There are a number of potential problems in the application of our approach to expanding the control cohort. First, there may be overlapping aetiologies between cases and the disease cohorts used to expand the control cohort, for example, cases of T1D and additional samples from other autoimmune disease cohorts. Thus, by including diseases of overlapping aetiologies in the case and control cohorts, we reduce our power to detect association with pleiotropic genes. A second problem arises as a result of strong signals of association among cohorts utilized to expand the control group. False-positive signals of association for the disease of interest will be identified unless sufficiently large numbers of samples from other reference cohorts are included as controls. Both of these problems highlight the need for careful selection of cohorts used to expand the control group and care in the interpretation of the results of such analyses. In addition, increases in the false-positive error rates of association tests applied to expanded control cohorts can arise as a result of systematic genotyping error differences between studies. It is crucial, therefore, to follow up any positive signals of association with genotyping in independent samples for replication.

Interpretation of the axes of genetic variation is crucial before testing their association with disease.

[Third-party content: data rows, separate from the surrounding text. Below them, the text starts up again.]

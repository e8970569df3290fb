use rust_decimal::Decimal;
use serde::Deserialize;
use std::sync::Arc;

use super::dtos::ItemDto;
use crate::application::mirror::StateMirror;
use crate::domain::billing::{BillingError, BillingService, ItemName, Price};

#[derive(Debug, Deserialize)]
pub struct CreateItemCommand {
  pub name: String,
  /// Empty price input means zero.
  pub price: Option<Decimal>,
  pub sku: Option<String>,
}

pub struct CreateItemUseCase {
  billing_service: Arc<BillingService>,
  mirror: Arc<StateMirror>,
}

impl CreateItemUseCase {
  pub fn new(billing_service: Arc<BillingService>, mirror: Arc<StateMirror>) -> Self {
    Self {
      billing_service,
      mirror,
    }
  }

  pub async fn execute(&self, command: CreateItemCommand) -> Result<ItemDto, BillingError> {
    let name = ItemName::new(command.name)?;
    let price = Price::new(command.price.unwrap_or(Decimal::ZERO))?;

    let item = self
      .billing_service
      .create_item(name, price, command.sku)
      .await?;
    self.mirror.invalidate().await;

    Ok(item.into())
  }
}
use actix_web::{App, HttpResponse, HttpServer, middleware::Logger, web};
use anyhow::Context;
use sqlx::postgres::PgPoolOptions;
use std::sync::Arc;
use std::time::Duration;
use tracing_subscriber::{layer::SubscriberExt, util::SubscriberInitExt};

use factuos::{
  adapters::http::{BillingRouteDependencies, RequestIdMiddleware, configure_billing_routes},
  application::mirror::StateMirror,
  domain::billing::{BillingService, BillingServiceDependencies, InvoiceRenderer},
  infrastructure::{
    config::{Config, DatabaseConfig, StorageBackend},
    persistence::{
      InMemoryBillingStore,
      postgres::{
        PostgresCustomerRepository, PostgresInvoiceLedger, PostgresInvoiceRepository,
        PostgresItemRepository, PostgresWorkLineRepository,
      },
    },
    print::HtmlInvoiceRenderer,
  },
};

#[actix_web::main]
async fn main() -> anyhow::Result<()> {
  // Initialize environment variables from .env file
  dotenvy::dotenv().ok();

  // Initialize tracing subscriber for logging
  tracing_subscriber::registry()
    .with(
      tracing_subscriber::EnvFilter::try_from_default_env()
        .unwrap_or_else(|_| "factuos=debug,actix_web=info".into()),
    )
    .with(tracing_subscriber::fmt::layer())
    .init();

  tracing::info!("Starting Factuos");

  let config = Config::load().context("Failed to load configuration")?;
  tracing::info!("Configuration loaded successfully");

  let deps = match config.storage.backend {
    StorageBackend::Postgres => postgres_dependencies(&config.database).await?,
    StorageBackend::Memory => {
      tracing::warn!("Using the in-memory store; data is lost on shutdown");
      let store = Arc::new(InMemoryBillingStore::new());
      BillingServiceDependencies {
        customer_repo: store.clone(),
        item_repo: store.clone(),
        work_line_repo: store.clone(),
        invoice_repo: store.clone(),
        ledger: store,
      }
    }
  };

  let billing_service = Arc::new(BillingService::new(deps));
  let mirror = Arc::new(StateMirror::new(billing_service.clone()));

  let renderer: Arc<dyn InvoiceRenderer> = Arc::new(
    HtmlInvoiceRenderer::new(&config.print.template_dir, config.print.currency_symbol.clone())
      .context("Failed to initialize invoice templates")?,
  );
  tracing::info!("Invoice renderer initialized");

  let routes = BillingRouteDependencies::new(billing_service, mirror, renderer);

  let server_host = config.server.host.clone();
  let server_port = config.server.port;

  tracing::info!("Starting HTTP server on {}:{}", server_host, server_port);

  HttpServer::new(move || {
    let routes = routes.clone();
    App::new()
      .wrap(RequestIdMiddleware::new())
      .wrap(Logger::default())
      .service(web::scope("/api/v1").configure(|cfg| configure_billing_routes(cfg, routes)))
      .route("/health", web::get().to(health_check))
  })
  .bind((server_host.as_str(), server_port))
  .with_context(|| format!("Failed to bind {}:{}", server_host, server_port))?
  .run()
  .await?;

  Ok(())
}

async fn postgres_dependencies(
  database: &DatabaseConfig,
) -> anyhow::Result<BillingServiceDependencies> {
  tracing::info!("Connecting to database");

  let db_pool = tokio::time::timeout(
    Duration::from_secs(database.connect_timeout_seconds),
    PgPoolOptions::new()
      .max_connections(database.max_connections)
      .acquire_timeout(Duration::from_secs(database.acquire_timeout_seconds))
      .connect(&database.url),
  )
  .await
  .map_err(|_| {
    tracing::error!(
      "Database connection timed out after {} seconds. Is PostgreSQL running?",
      database.connect_timeout_seconds
    );
    anyhow::anyhow!(
      "Database connection timed out after {} seconds",
      database.connect_timeout_seconds
    )
  })?
  .context("Could not connect to database. Is PostgreSQL running?")?;

  tracing::info!("Database connection pool created");

  tracing::info!("Running database migrations");
  sqlx::migrate!("./migrations")
    .run(&db_pool)
    .await
    .context("Failed to run database migrations")?;
  tracing::info!("Database migrations completed");

  Ok(BillingServiceDependencies {
    customer_repo: Arc::new(PostgresCustomerRepository::new(db_pool.clone())),
    item_repo: Arc::new(PostgresItemRepository::new(db_pool.clone())),
    work_line_repo: Arc::new(PostgresWorkLineRepository::new(db_pool.clone())),
    invoice_repo: Arc::new(PostgresInvoiceRepository::new(db_pool.clone())),
    ledger: Arc::new(PostgresInvoiceLedger::new(db_pool)),
  })
}

/// Health check endpoint
async fn health_check() -> HttpResponse {
  HttpResponse::Ok().json(serde_json::json!({ "status": "ok" }))
}
use chrono::NaiveDate;
use rust_decimal::Decimal;
use serde::Deserialize;
use std::sync::Arc;
use uuid::Uuid;

use super::dtos::WorkLineDto;
use crate::application::mirror::StateMirror;
use crate::domain::billing::{BillingError, BillingService, NewWorkLine, Price, Quantity};

#[derive(Debug, Deserialize)]
pub struct AddWorkLineCommand {
  pub customer_id: Option<Uuid>,
  pub item_id: Option<Uuid>,
  /// Defaults to one unit.
  pub qty: Option<Decimal>,
  /// Defaults to the item's current price.
  pub price: Option<Decimal>,
  pub notes: Option<String>,
  pub work_date: NaiveDate,
}

pub struct AddWorkLineUseCase {
  billing_service: Arc<BillingService>,
  mirror: Arc<StateMirror>,
}

impl AddWorkLineUseCase {
  pub fn new(billing_service: Arc<BillingService>, mirror: Arc<StateMirror>) -> Self {
    Self {
      billing_service,
      mirror,
    }
  }

  pub async fn execute(&self, command: AddWorkLineCommand) -> Result<WorkLineDto, BillingError> {
    let quantity = match command.qty {
      Some(qty) => Quantity::new(qty)?,
      None => Quantity::one(),
    };
    let price = command.price.map(Price::new).transpose()?;

    let line = self
      .billing_service
      .add_work_line(NewWorkLine {
        customer_id: command.customer_id,
        item_id: command.item_id,
        quantity,
        price,
        notes: command.notes,
        work_date: command.work_date,
      })
      .await?;
    self.mirror.invalidate().await;

    Ok(line.into())
  }
}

In a homogeneous population, the first components of genetic variation may reflect local extended LD patterns rather than genome-wide structure, such as that reported in the main WTCCC experiment. Clearly, if the region of extended LD contains causal variants, regressing out the corresponding axis of genetic variation will prevent their detection. This is likely to be true for autoimmune diseases in the MHC, for example, an extended region of strong LD harboring many established associations. Apparent axes of genetic variation may also reflect “batch effects,” resulting from the use of different genotyping platforms or calling algorithms between cohorts, which will be important to take account of in the same way as population structure, in order to reduce the inflation in false-positive error rates.

The approach outlined here could be utilized to expand the case cohort with additional samples of the same disease, even if not directly matched for population, in the same way as controls. However, if gene-environment interaction is likely to exist for the disease under investigation, it is also important to match cases for exposure to potential environmental risk factors, or at least to measure these variables, which may not be possible with publicly available samples. Furthermore, there may be allelic- or genetic-heterogeneity between populations, particularly for complex traits. Under such circumstances, combining case cohorts would reduce power to detect association, and thus would not be advised without prior evidence to the contrary.

Many GWA genotyping platforms are available, meaning that publicly available samples may not always have been genotyped for the same set of SNPs. However, imputation techniques [Marchini et al., 2007] allow us to combine samples, irrespective of genotyping platform, by making use of reference samples of haplotypes, such as those in the International HapMap project [The International HapMap Consortium, 2005], and simple models of population genetics to approximate the distribution of genotype cells carried by individuals not directly genotyped on the GWA array. In this way, samples that are directly genotyped for one SNP can be combined with samples for which the same SNP has been imputed, again leading to an increase in power.